Describe the outcome, not the method. Tell Claude what the scenario needs to accomplish — which record to create, which data to pass, where it comes from. Let it figure out how to configure the HTTP module. You don’t need to pre-structure the JSON yourself.
Expect clarifying questions on ambiguity. If the docs have two authentication options, Claude will ask. That’s the behavior you want. It means the output will be built for your actual setup, not an assumed one. We’ve covered this more in our roundup of Make scenarios that build faster with AI assistance.
Verify before you trust. The output is the starting point. Visual check against the docs, then test calls, then live data, then error conditions.

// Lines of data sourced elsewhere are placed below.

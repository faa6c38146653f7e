//! Congestion scoring.
//!
//! The score combines two normalized signals with equal weight:
//!
//! - RTT pressure: `min(1, rtt / rtt_threshold)`, saturating once the RTT
//!   reaches the threshold.
//! - Window shrinkage: `1 - min(1, window / max_window_seen)`, i.e. how far the
//!   advertised window sits below the largest one seen so far.
//!
//! Both terms are clamped to `[0, 1]` before averaging, so the result is in
//! `[0, 1]` without further clamping.

use serde::Serialize;

/// The two normalized components of a congestion score.
#[derive(Debug, Clone, Copy, PartialEq, Serialize)]
pub struct ScoreBreakdown {
    pub norm_rtt: f64,
    pub norm_window: f64,
}

impl ScoreBreakdown {
    pub fn new(
        rtt_ms: f64,
        window_size: u64,
        max_window_size_seen: u64,
        rtt_threshold_ms: f64,
    ) -> Self {
        let norm_rtt = (rtt_ms / rtt_threshold_ms).min(1.0);
        let norm_window = if max_window_size_seen > 0 {
            1.0 - (window_size as f64 / max_window_size_seen as f64).min(1.0)
        } else {
            0.0
        };
        Self {
            norm_rtt,
            norm_window,
        }
    }

    pub fn score(&self) -> f64 {
        (self.norm_rtt + self.norm_window) / 2.0
    }
}

/// Computes the congestion score for the latest observation.
///
/// Returns `None` when either metric has not been observed.
pub fn congestion_score(
    rtt_ms: Option<f64>,
    window_size: Option<u64>,
    max_window_size_seen: u64,
    rtt_threshold_ms: f64,
) -> Option<f64> {
    let (rtt_ms, window_size) = (rtt_ms?, window_size?);
    Some(ScoreBreakdown::new(rtt_ms, window_size, max_window_size_seen, rtt_threshold_ms).score())
}

#[cfg(test)]
mod tests {
    use super::*;

    fn approx_eq(a: f64, b: f64) -> bool {
        (a - b).abs() < 1e-9
    }

    #[test]
    fn half_rtt_half_window() {
        let b = ScoreBreakdown::new(50.0, 500, 1000, 100.0);
        assert!(approx_eq(b.norm_rtt, 0.5));
        assert!(approx_eq(b.norm_window, 0.5));
        assert!(approx_eq(b.score(), 0.5));
    }

    #[test]
    fn rtt_above_threshold_saturates() {
        let b = ScoreBreakdown::new(150.0, 100, 1000, 100.0);
        assert!(approx_eq(b.norm_rtt, 1.0));
        assert!(approx_eq(b.norm_window, 0.9));
        let score = congestion_score(Some(150.0), Some(100), 1000, 100.0).unwrap();
        assert!(approx_eq(score, 0.95));
    }

    #[test]
    fn missing_metric_has_no_score() {
        assert_eq!(congestion_score(None, Some(300), 1000, 100.0), None);
        assert_eq!(congestion_score(Some(20.0), None, 1000, 100.0), None);
        assert_eq!(congestion_score(None, None, 1000, 100.0), None);
    }

    #[test]
    fn zero_max_window_contributes_nothing() {
        let b = ScoreBreakdown::new(100.0, 10, 0, 100.0);
        assert_eq!(b.norm_window, 0.0);
        assert!(approx_eq(b.score(), 0.5));
    }

    #[test]
    fn window_above_max_is_clamped() {
        let b = ScoreBreakdown::new(0.0, 5000, 1000, 100.0);
        assert_eq!(b.norm_window, 0.0);
        assert_eq!(b.score(), 0.0);
    }

    #[test]
    fn score_stays_in_unit_interval() {
        let rtts = [0.0, 0.001, 1.0, 42.5, 99.9, 100.0, 100.1, 1e6];
        let windows = [0u64, 1, 500, 999, 1000, 1001, u32::MAX as u64];
        let maxes = [1u64, 10, 1000, 65_535];
        let thresholds = [0.5, 1.0, 100.0, 10_000.0];
        for &rtt in &rtts {
            for &w in &windows {
                for &max in &maxes {
                    for &th in &thresholds {
                        let s = congestion_score(Some(rtt), Some(w), max, th).unwrap();
                        assert!(
                            (0.0..=1.0).contains(&s),
                            "score {s} out of range for rtt={rtt} w={w} max={max} th={th}"
                        );
                    }
                }
            }
        }
    }
}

This sequence is fast when the configuration is correct — and it was.
The native module gap is smaller than you think. If a platform has REST API documentation, it’s connectable. The generic HTTP module handles it. Claude handles the configuration. The constraint that used to slow us down isn’t much of a constraint anymore.
Information in this article is deemed to be accurate at time of publishing. 4Spot Consulting reviews and updates content periodically as best practices evolve.